_Task to carry out_: When a line in the entries below contains "second", tally it; give the tally with nothing added.

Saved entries
<<<<
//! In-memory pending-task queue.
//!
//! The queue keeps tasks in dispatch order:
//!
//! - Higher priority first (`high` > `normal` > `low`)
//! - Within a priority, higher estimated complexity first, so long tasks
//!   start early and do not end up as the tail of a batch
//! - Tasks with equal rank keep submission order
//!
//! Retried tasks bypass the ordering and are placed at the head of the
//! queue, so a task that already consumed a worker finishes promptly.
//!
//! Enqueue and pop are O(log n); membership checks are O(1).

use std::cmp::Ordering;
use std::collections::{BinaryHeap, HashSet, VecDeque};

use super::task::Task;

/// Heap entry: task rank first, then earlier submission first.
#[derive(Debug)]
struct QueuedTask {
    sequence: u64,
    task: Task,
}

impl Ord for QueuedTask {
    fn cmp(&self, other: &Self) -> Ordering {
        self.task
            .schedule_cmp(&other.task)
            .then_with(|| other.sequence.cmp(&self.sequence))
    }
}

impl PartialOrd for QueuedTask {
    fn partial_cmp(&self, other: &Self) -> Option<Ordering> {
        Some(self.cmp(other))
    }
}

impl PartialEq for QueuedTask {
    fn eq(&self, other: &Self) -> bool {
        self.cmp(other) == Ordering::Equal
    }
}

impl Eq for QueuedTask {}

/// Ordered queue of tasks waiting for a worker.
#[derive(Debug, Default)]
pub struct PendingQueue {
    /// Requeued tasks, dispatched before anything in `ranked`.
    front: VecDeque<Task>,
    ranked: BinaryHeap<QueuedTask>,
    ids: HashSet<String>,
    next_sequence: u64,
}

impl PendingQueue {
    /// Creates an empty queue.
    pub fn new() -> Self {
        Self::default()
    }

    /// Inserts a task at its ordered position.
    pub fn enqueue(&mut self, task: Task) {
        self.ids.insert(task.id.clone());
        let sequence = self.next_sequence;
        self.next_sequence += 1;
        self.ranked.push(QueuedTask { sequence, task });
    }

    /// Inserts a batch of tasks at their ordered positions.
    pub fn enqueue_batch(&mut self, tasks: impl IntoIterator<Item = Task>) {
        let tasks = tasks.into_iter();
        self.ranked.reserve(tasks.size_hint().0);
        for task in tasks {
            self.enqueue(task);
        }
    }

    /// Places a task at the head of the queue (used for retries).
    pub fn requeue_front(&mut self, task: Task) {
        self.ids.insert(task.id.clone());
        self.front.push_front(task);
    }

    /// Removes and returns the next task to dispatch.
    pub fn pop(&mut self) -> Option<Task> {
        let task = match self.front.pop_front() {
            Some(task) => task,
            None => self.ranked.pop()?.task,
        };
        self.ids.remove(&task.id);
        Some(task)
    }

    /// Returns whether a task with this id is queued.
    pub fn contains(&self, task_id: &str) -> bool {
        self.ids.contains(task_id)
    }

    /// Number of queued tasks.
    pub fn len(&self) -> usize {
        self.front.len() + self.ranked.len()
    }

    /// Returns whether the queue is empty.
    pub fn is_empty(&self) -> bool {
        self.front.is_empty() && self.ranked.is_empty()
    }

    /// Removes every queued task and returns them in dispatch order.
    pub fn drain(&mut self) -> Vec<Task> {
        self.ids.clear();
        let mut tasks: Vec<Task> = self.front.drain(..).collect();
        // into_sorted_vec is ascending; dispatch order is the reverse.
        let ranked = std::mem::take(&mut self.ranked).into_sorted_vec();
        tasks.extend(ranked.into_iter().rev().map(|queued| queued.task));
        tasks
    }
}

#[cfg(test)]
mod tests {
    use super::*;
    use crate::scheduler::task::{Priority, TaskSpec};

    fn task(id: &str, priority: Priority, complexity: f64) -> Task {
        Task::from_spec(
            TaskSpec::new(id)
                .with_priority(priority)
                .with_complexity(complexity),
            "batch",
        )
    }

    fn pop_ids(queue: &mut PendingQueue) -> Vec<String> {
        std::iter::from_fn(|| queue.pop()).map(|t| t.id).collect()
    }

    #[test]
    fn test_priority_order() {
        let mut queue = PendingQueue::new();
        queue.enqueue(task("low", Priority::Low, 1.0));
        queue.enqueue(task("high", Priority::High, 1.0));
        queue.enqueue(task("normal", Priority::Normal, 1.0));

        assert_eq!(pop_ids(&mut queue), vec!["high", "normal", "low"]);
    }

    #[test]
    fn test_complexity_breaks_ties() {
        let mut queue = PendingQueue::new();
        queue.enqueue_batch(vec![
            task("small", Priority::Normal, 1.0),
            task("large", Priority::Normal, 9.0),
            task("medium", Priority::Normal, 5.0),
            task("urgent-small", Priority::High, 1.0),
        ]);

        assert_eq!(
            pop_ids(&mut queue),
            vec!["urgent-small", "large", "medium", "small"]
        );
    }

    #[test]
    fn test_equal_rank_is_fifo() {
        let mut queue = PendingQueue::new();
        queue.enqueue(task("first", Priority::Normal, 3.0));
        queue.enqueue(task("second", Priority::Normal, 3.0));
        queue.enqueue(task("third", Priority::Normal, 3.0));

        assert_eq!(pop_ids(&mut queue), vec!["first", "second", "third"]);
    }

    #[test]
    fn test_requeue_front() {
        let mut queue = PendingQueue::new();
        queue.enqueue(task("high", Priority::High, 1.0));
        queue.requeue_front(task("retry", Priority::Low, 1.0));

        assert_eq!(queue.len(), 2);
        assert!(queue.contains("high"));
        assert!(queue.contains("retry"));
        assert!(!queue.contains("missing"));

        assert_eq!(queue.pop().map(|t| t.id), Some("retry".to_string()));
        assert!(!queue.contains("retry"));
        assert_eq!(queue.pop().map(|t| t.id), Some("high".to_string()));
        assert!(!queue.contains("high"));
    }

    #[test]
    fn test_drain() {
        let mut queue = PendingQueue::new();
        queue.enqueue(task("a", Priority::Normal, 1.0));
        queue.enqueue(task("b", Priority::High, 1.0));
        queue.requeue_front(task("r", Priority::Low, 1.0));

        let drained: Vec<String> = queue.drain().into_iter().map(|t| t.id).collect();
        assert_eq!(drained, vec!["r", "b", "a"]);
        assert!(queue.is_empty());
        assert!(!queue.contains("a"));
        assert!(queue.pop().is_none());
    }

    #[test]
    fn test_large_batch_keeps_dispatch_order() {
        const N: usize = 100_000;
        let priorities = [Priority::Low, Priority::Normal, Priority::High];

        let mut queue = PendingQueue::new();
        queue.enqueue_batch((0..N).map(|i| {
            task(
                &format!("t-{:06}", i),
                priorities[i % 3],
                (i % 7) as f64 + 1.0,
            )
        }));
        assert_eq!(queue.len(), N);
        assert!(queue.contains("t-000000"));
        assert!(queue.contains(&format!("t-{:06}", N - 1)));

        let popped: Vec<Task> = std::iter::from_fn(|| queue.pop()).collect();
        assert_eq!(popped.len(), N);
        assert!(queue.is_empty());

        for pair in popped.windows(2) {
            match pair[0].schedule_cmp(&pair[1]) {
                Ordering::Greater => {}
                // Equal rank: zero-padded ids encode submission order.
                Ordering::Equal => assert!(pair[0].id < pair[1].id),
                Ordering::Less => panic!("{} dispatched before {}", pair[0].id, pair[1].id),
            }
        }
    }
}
>>>>
_Answer to this task_: 2